▸ **Dataset excerpts**:

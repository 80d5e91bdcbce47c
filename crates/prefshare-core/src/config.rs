//! Configuration management for prefshare.
//!
//! Loads configuration from ${PREFSHARE_HOME}/config.toml with sensible defaults.

use std::fs;
use std::path::Path;
use std::time::Duration;

use anyhow::{Context, Result};
use serde::{Deserialize, Serialize};

/// Default host for signup, login and the admin user list.
pub const DEFAULT_API_URL: &str = "https://psbackend-cyk4.onrender.com";
/// Default host for profile, field updates and audit data.
pub const DEFAULT_PROFILE_URL: &str = "https://intern-task-h2vr.onrender.com";
/// Default IP geolocation service.
pub const DEFAULT_GEO_URL: &str = "https://freeipapi.com";

/// Returns the default config template with comments.
///
/// This is embedded from default_config.toml at compile time.
fn default_config_template() -> &'static str {
    include_str!("../default_config.toml")
}

/// Merges user config values into the default template.
///
/// New comments/sections from the template are always present,
/// while the user's customized values are preserved.
fn merge_with_template(user_config: &str) -> Result<String> {
    use toml_edit::DocumentMut;

    // Template is the base
    let mut doc: DocumentMut = default_config_template()
        .parse()
        .context("Failed to parse default config template")?;

    let user_doc: DocumentMut = user_config.parse().context("Failed to parse user config")?;

    // User values win over template defaults
    merge_items(doc.as_table_mut(), user_doc.as_table());

    Ok(doc.to_string())
}

/// Recursively merges items from source table into target table.
fn merge_items(target: &mut toml_edit::Table, source: &toml_edit::Table) {
    use toml_edit::Item;

    for (key, value) in source {
        match value {
            Item::Value(v) => {
                // Scalar: override
                target[key] = Item::Value(v.clone());
            }
            Item::Table(src_table) => {
                if let Some(Item::Table(target_table)) = target.get_mut(key) {
                    merge_items(target_table, src_table);
                } else {
                    // Section the template doesn't know about (e.g. from a newer build)
                    target[key] = Item::Table(src_table.clone());
                }
            }
            Item::ArrayOfTables(src_arr) => {
                // Replaced wholesale
                target[key] = Item::ArrayOfTables(src_arr.clone());
            }
            Item::None => {}
        }
    }
}

pub mod paths {
    //! Path resolution for prefshare configuration and data directories.
    //!
    //! PREFSHARE_HOME resolution order:
    //! 1. PREFSHARE_HOME environment variable (if set)
    //! 2. ~/.config/prefshare (default)
    //! 3. ./.prefshare when no home directory can be determined

    use std::path::PathBuf;

    /// Returns the prefshare home directory.
    pub fn prefshare_home() -> PathBuf {
        if let Ok(home) = std::env::var("PREFSHARE_HOME") {
            return PathBuf::from(home);
        }

        dirs::home_dir().map_or_else(
            || PathBuf::from(".prefshare"),
            |h| h.join(".config").join("prefshare"),
        )
    }

    /// Returns the path to the config.toml file.
    pub fn config_path() -> PathBuf {
        prefshare_home().join("config.toml")
    }
}

/// Which configured URL a value applies to.
#[derive(Debug, Clone, Copy, PartialEq, Eq)]
pub enum UrlKey {
    Api,
    Profile,
    Geo,
}

impl UrlKey {
    fn env_var(self) -> &'static str {
        match self {
            UrlKey::Api => "PREFSHARE_API_URL",
            UrlKey::Profile => "PREFSHARE_PROFILE_URL",
            UrlKey::Geo => "PREFSHARE_GEO_URL",
        }
    }

    fn default_url(self) -> &'static str {
        match self {
            UrlKey::Api => DEFAULT_API_URL,
            UrlKey::Profile => DEFAULT_PROFILE_URL,
            UrlKey::Geo => DEFAULT_GEO_URL,
        }
    }

    /// Table and key of this URL inside config.toml.
    fn toml_location(self) -> (&'static str, &'static str) {
        match self {
            UrlKey::Api => ("backend", "api_url"),
            UrlKey::Profile => ("backend", "profile_url"),
            UrlKey::Geo => ("geo", "base_url"),
        }
    }

    pub fn label(self) -> &'static str {
        match self {
            UrlKey::Api => "api",
            UrlKey::Profile => "profile",
            UrlKey::Geo => "geo",
        }
    }
}

impl std::str::FromStr for UrlKey {
    type Err = String;

    fn from_str(value: &str) -> Result<Self, Self::Err> {
        match value.to_lowercase().as_str() {
            "api" => Ok(UrlKey::Api),
            "profile" => Ok(UrlKey::Profile),
            "geo" => Ok(UrlKey::Geo),
            _ => Err(format!("Unknown URL key: {value} (expected api, profile or geo)")),
        }
    }
}

/// Backend hosts.
#[derive(Debug, Clone, Default, Serialize, Deserialize)]
#[serde(default)]
pub struct BackendConfig {
    pub api_url: Option<String>,
    pub profile_url: Option<String>,
}

/// IP geolocation settings.
#[derive(Debug, Clone, Serialize, Deserialize)]
#[serde(default)]
pub struct GeoConfig {
    pub base_url: Option<String>,
    /// Parallel lookups when building the location breakdown (min 1).
    pub concurrency: usize,
}

impl Default for GeoConfig {
    fn default() -> Self {
        Self {
            base_url: None,
            concurrency: Config::DEFAULT_GEO_CONCURRENCY,
        }
    }
}

/// Main configuration structure.
#[derive(Debug, Clone, Serialize, Deserialize)]
#[serde(default)]
pub struct Config {
    /// Timeout for each HTTP request in seconds (0 disables)
    pub request_timeout_secs: u32,

    /// Optional log file path
    pub log_file: Option<String>,

    #[serde(default)]
    pub backend: BackendConfig,

    #[serde(default)]
    pub geo: GeoConfig,
}

impl Config {
    const DEFAULT_GEO_CONCURRENCY: usize = 4;

    /// Loads configuration from the default config path.
    pub fn load() -> Result<Self> {
        Self::load_from(&paths::config_path())
    }

    /// Loads configuration from a specific path.
    /// Returns defaults if file doesn't exist.
    pub fn load_from(path: &Path) -> Result<Self> {
        if path.exists() {
            let contents = fs::read_to_string(path)
                .with_context(|| format!("Failed to read config from {}", path.display()))?;
            toml::from_str(&contents)
                .with_context(|| format!("Failed to parse config from {}", path.display()))
        } else {
            Ok(Config::default())
        }
    }

    /// Returns the configured value for a URL, ignoring blank strings.
    pub fn configured_url(&self, key: UrlKey) -> Option<&str> {
        let raw = match key {
            UrlKey::Api => self.backend.api_url.as_deref(),
            UrlKey::Profile => self.backend.profile_url.as_deref(),
            UrlKey::Geo => self.geo.base_url.as_deref(),
        };
        raw.map(str::trim).filter(|s| !s.is_empty())
    }

    /// Resolves a URL with precedence: env > config > default.
    ///
    /// # Errors
    /// Returns an error if the env or config value is not a valid URL.
    pub fn resolve_url(&self, key: UrlKey) -> Result<String> {
        if let Ok(env_url) = std::env::var(key.env_var()) {
            let trimmed = env_url.trim();
            if !trimmed.is_empty() {
                validate_url(trimmed, key)?;
                return Ok(trimmed.trim_end_matches('/').to_string());
            }
        }

        if let Some(config_url) = self.configured_url(key) {
            validate_url(config_url, key)?;
            return Ok(config_url.trim_end_matches('/').to_string());
        }

        Ok(key.default_url().to_string())
    }

    pub fn request_timeout(&self) -> Option<Duration> {
        if self.request_timeout_secs == 0 {
            None
        } else {
            Some(Duration::from_secs(u64::from(self.request_timeout_secs)))
        }
    }

    /// Worker count for location lookups, never below one.
    pub fn geo_concurrency(&self) -> usize {
        self.geo.concurrency.max(1)
    }

    /// Saves one URL to the config file.
    ///
    /// Creates the file if it doesn't exist.
    /// Preserves existing fields and comments using toml_edit.
    pub fn save_url(key: UrlKey, url: &str) -> Result<()> {
        Self::save_url_to(&paths::config_path(), key, url)
    }

    /// Saves one URL to a specific config file path.
    ///
    /// Creates the file with default template if it doesn't exist.
    /// If file exists, merges user values into the latest template.
    pub fn save_url_to(path: &Path, key: UrlKey, url: &str) -> Result<()> {
        use toml_edit::{DocumentMut, Item, Table, value};

        let trimmed = url.trim();
        validate_url(trimmed, key)?;

        let contents = if path.exists() {
            let user_config = fs::read_to_string(path)
                .with_context(|| format!("Failed to read config from {}", path.display()))?;
            merge_with_template(&user_config)?
        } else {
            default_config_template().to_string()
        };

        let mut doc: DocumentMut = contents
            .parse()
            .with_context(|| format!("Failed to parse config from {}", path.display()))?;

        let (table, field) = key.toml_location();
        if !doc.contains_table(table) {
            doc[table] = Item::Table(Table::new());
        }
        doc[table][field] = value(trimmed);

        Self::write_config(path, &doc.to_string())
    }

    /// Creates a default config file at the given path.
    /// Returns an error if the file already exists.
    pub fn init(path: &Path) -> Result<()> {
        if path.exists() {
            anyhow::bail!("Config file already exists at {}", path.display());
        }

        Self::write_config(path, default_config_template())
    }

    /// Writes config content to a file, creating parent directories as needed.
    /// Uses atomic write (temp file + rename) to prevent corruption.
    fn write_config(path: &Path, content: &str) -> Result<()> {
        if let Some(parent) = path.parent() {
            fs::create_dir_all(parent)
                .with_context(|| format!("Failed to create directory {}", parent.display()))?;
        }

        // Write next to the target, then rename over it
        let tmp_path = path.with_extension("toml.tmp");
        fs::write(&tmp_path, content)
            .with_context(|| format!("Failed to write config to {}", tmp_path.display()))?;
        fs::rename(&tmp_path, path).with_context(|| {
            format!(
                "Failed to rename {} to {}",
                tmp_path.display(),
                path.display()
            )
        })?;

        Ok(())
    }
}

impl Default for Config {
    fn default() -> Self {
        Self {
            request_timeout_secs: 0,
            log_file: None,
            backend: BackendConfig::default(),
            geo: GeoConfig::default(),
        }
    }
}

/// Validates that a URL is well-formed.
fn validate_url(url: &str, key: UrlKey) -> Result<()> {
    url::Url::parse(url).with_context(|| format!("Invalid {} URL: {url}", key.label()))?;
    Ok(())
}

#[cfg(test)]
mod tests {
    use std::fs;

    use tempfile::tempdir;

    use super::*;

    #[test]
    fn test_load_missing_file_returns_defaults() {
        let dir = tempdir().unwrap();
        let config_path = dir.path().join("nonexistent.toml");

        let config = Config::load_from(&config_path).unwrap();
        assert_eq!(config.request_timeout_secs, 0);
        assert_eq!(config.geo.concurrency, 4);
        assert!(config.backend.api_url.is_none());
    }

    #[test]
    fn test_load_partial_config_merges_defaults() {
        let dir = tempdir().unwrap();
        let config_path = dir.path().join("config.toml");

        fs::write(&config_path, "request_timeout_secs = 15\n").unwrap();

        let config = Config::load_from(&config_path).unwrap();
        assert_eq!(config.request_timeout(), Some(Duration::from_secs(15)));
        assert_eq!(config.geo.concurrency, 4);
    }

    #[test]
    fn test_init_creates_config_with_template() {
        let dir = tempdir().unwrap();
        let config_path = dir.path().join("subdir").join("config.toml");

        Config::init(&config_path).unwrap();

        let contents = fs::read_to_string(&config_path).unwrap();
        assert!(contents.contains("# Prefshare Configuration"));
        assert!(contents.contains("# api_url ="));

        // The template itself must parse into defaults.
        let config = Config::load_from(&config_path).unwrap();
        assert_eq!(config.geo_concurrency(), 4);
    }

    #[test]
    fn test_init_fails_if_exists() {
        let dir = tempdir().unwrap();
        let config_path = dir.path().join("config.toml");

        fs::write(&config_path, "").unwrap();

        assert!(Config::init(&config_path).is_err());
    }

    #[test]
    fn test_timeout_zero_disables() {
        let config = Config::default();
        assert_eq!(config.request_timeout(), None);
    }

    #[test]
    fn test_geo_concurrency_floor_is_one() {
        let config = Config {
            geo: GeoConfig {
                concurrency: 0,
                ..Default::default()
            },
            ..Default::default()
        };
        assert_eq!(config.geo_concurrency(), 1);
    }

    #[test]
    fn test_configured_url_blank_is_none() {
        let config = Config {
            backend: BackendConfig {
                api_url: Some("   ".to_string()),
                profile_url: None,
            },
            ..Default::default()
        };
        assert_eq!(config.configured_url(UrlKey::Api), None);
    }

    #[test]
    fn test_resolve_url_uses_config_and_strips_trailing_slash() {
        let config = Config {
            geo: GeoConfig {
                base_url: Some("https://geo.example.com/".to_string()),
                ..Default::default()
            },
            ..Default::default()
        };
        assert_eq!(
            config.resolve_url(UrlKey::Geo).unwrap(),
            "https://geo.example.com"
        );
    }

    #[test]
    fn test_resolve_url_rejects_invalid_config_value() {
        let config = Config {
            backend: BackendConfig {
                api_url: None,
                profile_url: Some("not a url".to_string()),
            },
            ..Default::default()
        };
        assert!(config.resolve_url(UrlKey::Profile).is_err());
    }

    #[test]
    fn test_save_url_preserves_other_fields_and_comments() {
        let dir = tempdir().unwrap();
        let config_path = dir.path().join("config.toml");

        fs::write(
            &config_path,
            "request_timeout_secs = 30\n[geo]\nconcurrency = 2\n",
        )
        .unwrap();

        Config::save_url_to(&config_path, UrlKey::Api, "https://api.example.com").unwrap();

        let config = Config::load_from(&config_path).unwrap();
        assert_eq!(
            config.backend.api_url.as_deref(),
            Some("https://api.example.com")
        );
        assert_eq!(config.request_timeout_secs, 30);
        assert_eq!(config.geo.concurrency, 2);

        let contents = fs::read_to_string(&config_path).unwrap();
        assert!(contents.contains("# Prefshare Configuration"));
    }

    #[test]
    fn test_save_url_rejects_invalid_url() {
        let dir = tempdir().unwrap();
        let config_path = dir.path().join("config.toml");

        assert!(Config::save_url_to(&config_path, UrlKey::Geo, "nope").is_err());
        assert!(!config_path.exists());
    }

    #[test]
    fn test_url_key_from_str() {
        assert_eq!("API".parse::<UrlKey>().unwrap(), UrlKey::Api);
        assert_eq!("profile".parse::<UrlKey>().unwrap(), UrlKey::Profile);
        assert!("other".parse::<UrlKey>().is_err());
    }
}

▸ **EXERCISE AIM**:
Across the data above, how many lines contain the string "resolution"? Reply with the number and nothing else.

▸ **FINISHED EXERCISE**:
2